2. A ‘right’ to IVF allows the redefinition of the family.
There was a time when conservatives were very concerned about children being raised in intentionally motherless or fatherless homes. If conservatives have any interest in preserving the natural family, then broadly defining assisted reproductive technology as a “right” is the last thing they should be doing. None of these “right to IVF” bills clarify who has a right to IVF. In the U.K., the number of single women undergoing IVF nearly quadrupled between 2012 and 2022. U.S. states like Illinois and California have expanded their definition of infertility to include the “inability to reproduce either as an individual or with a partner without medical intervention” thus expanding coverage for fertility treatments to single people and same-sex couples, whose inability to reproduce is not due to medical infertility, but the fact that they are not in a procreative relationship.

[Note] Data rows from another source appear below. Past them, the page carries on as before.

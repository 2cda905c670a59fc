//! Lifecycle management subsystem.
//!
//! # Data Flow
//! ```text
//! Startup (startup.rs):
//!     Validate config → Build header set → Bind listener → Serve
//!
//! Signals (signals.rs):
//!     SIGTERM/SIGINT → Shutdown::trigger
//!
//! Shutdown (shutdown.rs):
//!     Trigger → Stop accepting → Drain in-flight requests → Exit
//! ```
//!
//! # Design Decisions
//! - Fail fast: any startup error is fatal
//! - Listener binds last (traffic only when ready)

pub mod shutdown;
pub mod signals;
pub mod startup;

pub use shutdown::Shutdown;
pub use startup::{start, StartupError};
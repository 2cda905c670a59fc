//! Request handlers.

use axum::extract::State;

use crate::http::server::AppState;

/// `GET /`: the configured greeting, regardless of headers or query string.
pub async fn greeting_handler(State(state): State<AppState>) -> String {
    state.greeting.to_string()
}
//! Observability subsystem.
//!
//! Diagnostic logging only: startup, bind, shutdown, and per-request spans
//! from `tower_http::trace`. No metrics endpoint is exposed.

pub mod logging;

pub use logging::init_logging;
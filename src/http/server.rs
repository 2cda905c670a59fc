//! HTTP server setup and configuration.
//!
//! # Responsibilities
//! - Create Axum Router with the greeting route
//! - Wire up middleware (tracing, timeout, security headers)
//! - Bind server to listener
//! - Stop on the shutdown broadcast

use axum::{middleware, routing::get, Router};
use std::sync::Arc;
use std::time::Duration;
use tokio::net::TcpListener;
use tokio::sync::broadcast;
use tower_http::{timeout::TimeoutLayer, trace::TraceLayer};

use crate::config::{AppConfig, ConfigError};
use crate::http::handlers::greeting_handler;
use crate::security::headers::{security_headers_middleware, SecurityHeaderSet};

/// Application state injected into handlers.
#[derive(Clone)]
pub struct AppState {
    pub greeting: Arc<str>,
}

/// HTTP server for the greeter.
pub struct HttpServer {
    router: Router,
    config: AppConfig,
}

impl HttpServer {
    /// Create a new HTTP server with the given configuration.
    ///
    /// Fails only if the `custom` header profile is empty or holds unusable headers.
    pub fn new(config: AppConfig) -> Result<Self, ConfigError> {
        let headers = Arc::new(SecurityHeaderSet::for_profile(
            config.security.profile,
            &config.security.headers,
        )?);

        tracing::info!(
            profile = ?config.security.profile,
            header_count = headers.len(),
            "Security headers configured"
        );

        let state = AppState {
            greeting: Arc::from(config.app.greeting.as_str()),
        };

        let timeout = Duration::from_secs(config.server.request_timeout_secs);
        let router = Self::with_layers(Self::routes(state), timeout, headers);
        Ok(Self { router, config })
    }

    /// The route table.
    fn routes(state: AppState) -> Router {
        Router::new()
            .route("/", get(greeting_handler))
            .with_state(state)
    }

    /// Wrap `routes` in all middleware layers.
    ///
    /// The header layer sits outside the timeout so framework-generated
    /// responses (404, 405, 408) carry the headers too.
    #[allow(deprecated)]
    fn with_layers(routes: Router, timeout: Duration, headers: Arc<SecurityHeaderSet>) -> Router {
        routes
            .layer(TimeoutLayer::new(timeout))
            .layer(middleware::from_fn_with_state(
                headers,
                security_headers_middleware,
            ))
            .layer(TraceLayer::new_for_http())
    }

    /// Run the server on `listener` until `shutdown` fires.
    pub async fn run(
        self,
        listener: TcpListener,
        mut shutdown: broadcast::Receiver<()>,
    ) -> Result<(), std::io::Error> {
        let addr = listener.local_addr()?;
        tracing::info!(
            address = %addr,
            debug = self.config.server.debug,
            "HTTP server starting"
        );

        axum::serve(listener, self.router)
            .with_graceful_shutdown(async move {
                let _ = shutdown.recv().await;
                tracing::info!("Shutdown signal received");
            })
            .await?;

        tracing::info!("HTTP server stopped");
        Ok(())
    }

    /// A clone of the router, for serving in-process.
    pub fn router(&self) -> Router {
        self.router.clone()
    }

    /// Get a reference to the config.
    pub fn config(&self) -> &AppConfig {
        &self.config
    }
}
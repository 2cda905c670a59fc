//! Configuration schema definitions.
//!
//! This module defines the complete configuration structure for the server.
//! All types derive Serde traits for deserialization from config files.

use serde::{Deserialize, Serialize};

use crate::security::headers::HeaderProfile;

/// Root configuration for the greeter.
#[derive(Debug, Clone, Deserialize, Serialize, Default, PartialEq)]
#[serde(default)]
pub struct AppConfig {
    /// Listener and runtime settings.
    pub server: ServerConfig,

    /// Application content.
    pub app: AppSection,

    /// Security response headers.
    pub security: SecurityConfig,

    /// Observability settings.
    pub observability: ObservabilityConfig,
}

/// Server configuration.
#[derive(Debug, Clone, Deserialize, Serialize, PartialEq)]
#[serde(default)]
pub struct ServerConfig {
    /// Bind address (e.g., "127.0.0.1:5000").
    pub bind_address: String,

    /// Debug mode: verbose logging by default.
    pub debug: bool,

    /// Request timeout in seconds.
    pub request_timeout_secs: u64,
}

impl Default for ServerConfig {
    fn default() -> Self {
        Self {
            bind_address: "127.0.0.1:5000".to_string(),
            debug: false,
            request_timeout_secs: 30,
        }
    }
}

/// Application content served on `/`.
#[derive(Debug, Clone, Deserialize, Serialize, PartialEq)]
#[serde(default)]
pub struct AppSection {
    pub greeting: String,
}

impl Default for AppSection {
    fn default() -> Self {
        Self {
            greeting: "Olá, DevSecOps Lab!".to_string(),
        }
    }
}

/// Security header configuration.
#[derive(Debug, Clone, Deserialize, Serialize, Default, PartialEq)]
#[serde(default)]
pub struct SecurityConfig {
    /// Which header set to send.
    pub profile: HeaderProfile,

    /// Ordered headers for the `custom` profile.
    pub headers: Vec<HeaderEntry>,
}

/// A single configured response header.
#[derive(Debug, Clone, Deserialize, Serialize, PartialEq, Eq)]
pub struct HeaderEntry {
    pub name: String,
    pub value: String,
}

/// Observability configuration.
#[derive(Debug, Clone, Deserialize, Serialize, PartialEq)]
#[serde(default)]
pub struct ObservabilityConfig {
    /// Log level (trace, debug, info, warn, error).
    pub log_level: String,
}

impl Default for ObservabilityConfig {
    fn default() -> Self {
        Self {
            log_level: "info".to_string(),
        }
    }
}

/// Deployment presets for bind address and debug mode.
#[derive(Debug, Clone, Copy, PartialEq, Eq, clap::ValueEnum)]
pub enum Preset {
    /// Listen on all interfaces with debug enabled.
    Development,
    /// Listen on loopback only with debug disabled.
    Production,
}

impl Preset {
    pub fn apply(self, server: &mut ServerConfig) {
        let (bind_address, debug) = match self {
            Preset::Development => ("0.0.0.0:5000", true),
            Preset::Production => ("127.0.0.1:5000", false),
        };
        server.bind_address = bind_address.to_string();
        server.debug = debug;
    }
}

Last year in New York City, two men in a same-sex relationship are in a lawsuit alleging discrimination because their city insurance plan does not extend IVF coverage to male same-sex couples. In other words, despite the fact that neither of them has a womb, they believe they are entitled to IVF coverage with a third-party (a surrogate), because a female city employee could receive IVF coverage.
Conservatives who are concerned about the breakdown and redefinition of the natural family should not define IVF as a “right.” Doing so makes it difficult, if not impossible, to place prohibitions and limits on surrogacy and donor conception. Blue states have been moving toward radically redefining parentage to allow a parent-child relationship to be built on “intent” and parental rights to be bought and sold through third-party reproduction. These arrangements are made possible by in vitro fertilization, and declaring IVF to be a “right” threatens to further advance this redefinition of the family.
3. This legislation closes the door to future regulations.
I would be curious if many of these legislators have experience trying to regulate a “right.” The fact that many of them are in deeply pro-life states that were at the forefront of working to undo the so-called “right” to abortion imposed on states by Roe v. Wade tells me that they probably do. Having worked in the pro-life movement in a state where abortion has been declared a “right,” I know full well that regulating that right has been nearly impossible for pro-life legislators in the state. I’ve seen a bill simply requiring abortion facilities to pass a state inspection fail multiple times.
While the Alabama Supreme Court upheld the right of parents trying to have children through IVF, the state sided with the IVF industry against the interests of parents, not just unborn children. Here’s why this matters when it comes to in vitro fertilization. Many pro-life legislators believe they can have their cake and eat it too. They can maintain their states’ pro-life protections and declare IVF a “right.” That approach may prove to be deeply misguided when these states try to protect the lives created by the fertility industry, or for that matter, try to maintain basic protections for donor-conceived individuals or hold the line against surrogacy. Will a “right” to IVF prevent states from requiring clinics to use storage tanks that are actually approved by the FDA for that purpose?
Republican legislators who are embracing the “right” to IVF have no idea what is in the Pandora’s box they are opening. These bills seem innocuous, but in reality, they’re packed with implications that undermine the principles that many of these legislators claim to uphold.